**Work to be completed**.
Transcribe only the lines between the first line of the records and the line containing "use spin::Mutex;", inclusive, exactly as written.

Supplied records section start

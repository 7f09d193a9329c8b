//! Renderer host abstraction for the embedded browser surface.

#[cfg(any(test, feature = "testing"))]
use portable_atomic_util::Arc;
#[cfg(any(test, feature = "testing"))]
use spin::Mutex;

/// The embedded browser surface the preview is drawn in.
///
/// Implement this trait on top of whatever web view the host editor offers
/// (JCEF, wry, WebView2, ...). Both calls must return without waiting for the
/// browser: completion of [`load_document`](Self::load_document) is reported
/// back through [`Emitter::load_completed`](crate::Emitter::load_completed),
/// and scripts are fire-and-forget.
///
/// # Example
///
/// ```rust
/// use markmap_preview::RendererHost;
///
/// struct ConsoleHost;
///
/// impl RendererHost for ConsoleHost {
///     fn load_document(&mut self, html: String) {
///         println!("loading {} bytes of html", html.len());
///     }
///
///     fn execute_script(&mut self, script: String) {
///         println!("running {script}");
///     }
/// }
/// ```
pub trait RendererHost {
    /// Replace the current document.
    fn load_document(&mut self, html: String);

    /// Run a script against the current document.
    fn execute_script(&mut self, script: String);
}

impl<H: RendererHost + ?Sized> RendererHost for Box<H> {
    fn load_document(&mut self, html: String) {
        (**self).load_document(html);
    }

    fn execute_script(&mut self, script: String) {
        (**self).execute_script(script);
    }
}

#[cfg(any(test, feature = "testing"))]
/// A call recorded by [`RecordingHost`].
#[derive(Clone, Debug, PartialEq, Eq)]
pub enum HostCall {
    LoadDocument(String),
    ExecuteScript(String),
}

#[cfg(any(test, feature = "testing"))]
/// Host that records every call for assertions.
///
/// Only available with the `testing` feature.
///
/// Clones share the same recording, so keep one clone in the test and hand
/// the other to the runtime.
///
/// # Example
///
/// ```rust
/// use markmap_preview::{codec, RecordingHost, RendererHost};
///
/// let host = RecordingHost::new();
/// let mut runtime_side = host.clone();
///
/// runtime_side.execute_script(codec::render_script("# Hello"));
///
/// assert_eq!(host.dispatched_snapshots(), vec!["# Hello".to_string()]);
/// ```
#[derive(Clone)]
pub struct RecordingHost {
    calls: Arc<Mutex<Vec<HostCall>>>,
}

#[cfg(any(test, feature = "testing"))]
impl RendererHost for RecordingHost {
    fn load_document(&mut self, html: String) {
        self.calls.lock().push(HostCall::LoadDocument(html));
    }

    fn execute_script(&mut self, script: String) {
        self.calls.lock().push(HostCall::ExecuteScript(script));
    }
}

#[cfg(any(test, feature = "testing"))]
impl Default for RecordingHost {
    fn default() -> Self {
        Self::new()
    }
}

#[cfg(any(test, feature = "testing"))]
impl RecordingHost {
    pub fn new() -> Self {
        Self {
            calls: Arc::new(Mutex::new(Vec::new())),
        }
    }

    /// Access the recorded calls with a closure.
    pub fn with_calls<F, R>(&self, f: F) -> R
    where
        F: FnOnce(&Vec<HostCall>) -> R,
    {
        let calls = self.calls.lock();
        f(&calls)
    }

    /// Every document handed to the host, oldest first.
    pub fn documents(&self) -> Vec<String> {
        self.with_calls(|calls| {
            calls
                .iter()
                .filter_map(|call| match call {
                    HostCall::LoadDocument(html) => Some(html.clone()),
                    HostCall::ExecuteScript(_) => None,
                })
                .collect()
        })
    }

    /// Every script handed to the host, oldest first.
    pub fn scripts(&self) -> Vec<String> {
        self.with_calls(|calls| {
            calls
                .iter()
                .filter_map(|call| match call {
                    HostCall::ExecuteScript(script) => Some(script.clone()),
                    HostCall::LoadDocument(_) => None,
                })
                .collect()
        })
    }

    /// Decoded document text of every render dispatch, oldest first.
    ///
    /// Scripts that carry no render payload are skipped.
    pub fn dispatched_snapshots(&self) -> Vec<String> {
        self.scripts()
            .iter()
            .filter_map(|script| crate::codec::payload_from_script(script))
            .filter_map(|payload| crate::codec::decode(payload).ok())
            .collect()
    }

    /// Forget everything recorded so far.
    pub fn clear(&self) {
        self.calls.lock().clear();
    }
}
//! Error types for the preview pipeline.

use std::path::PathBuf;
use std::string::FromUtf8Error;

/// Errors raised while preparing a preview document or decoding a payload.
///
/// None of these ever escape the synchronization loop: asset failures degrade
/// to the themed fallback document, and render failures stay inside the page.
#[derive(Debug, thiserror::Error)]
pub enum PreviewError {
    /// A required library script could not be located.
    #[error("asset {name:?} not found (searched: {searched})")]
    AssetMissing { name: String, searched: String },

    /// A library script exists but could not be read.
    #[error("failed to read asset {}", path.display())]
    AssetRead {
        path: PathBuf,
        #[source]
        source: std::io::Error,
    },

    /// A library script is not valid UTF-8.
    #[error("asset {name:?} is not valid UTF-8")]
    AssetEncoding {
        name: String,
        #[source]
        source: FromUtf8Error,
    },

    #[error("render payload is not valid base64")]
    PayloadDecode(#[from] base64::DecodeError),

    #[error("render payload is not valid UTF-8")]
    PayloadUtf8(#[from] FromUtf8Error),

    #[error("invalid preview configuration")]
    Config(#[from] serde_json::Error),

    #[error("invalid color {0:?}, expected #rrggbb")]
    InvalidColor(String),
}

pub type Result<T> = core::result::Result<T, PreviewError>;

Supplied records section end

**Task output**.
repository 7f09d193a9329c8b
//! Renderer host abstraction for the embedded browser surface.

#[cfg(any(test, feature = "testing"))]
use portable_atomic_util::Arc;
#[cfg(any(test, feature = "testing"))]
use spin::Mutex;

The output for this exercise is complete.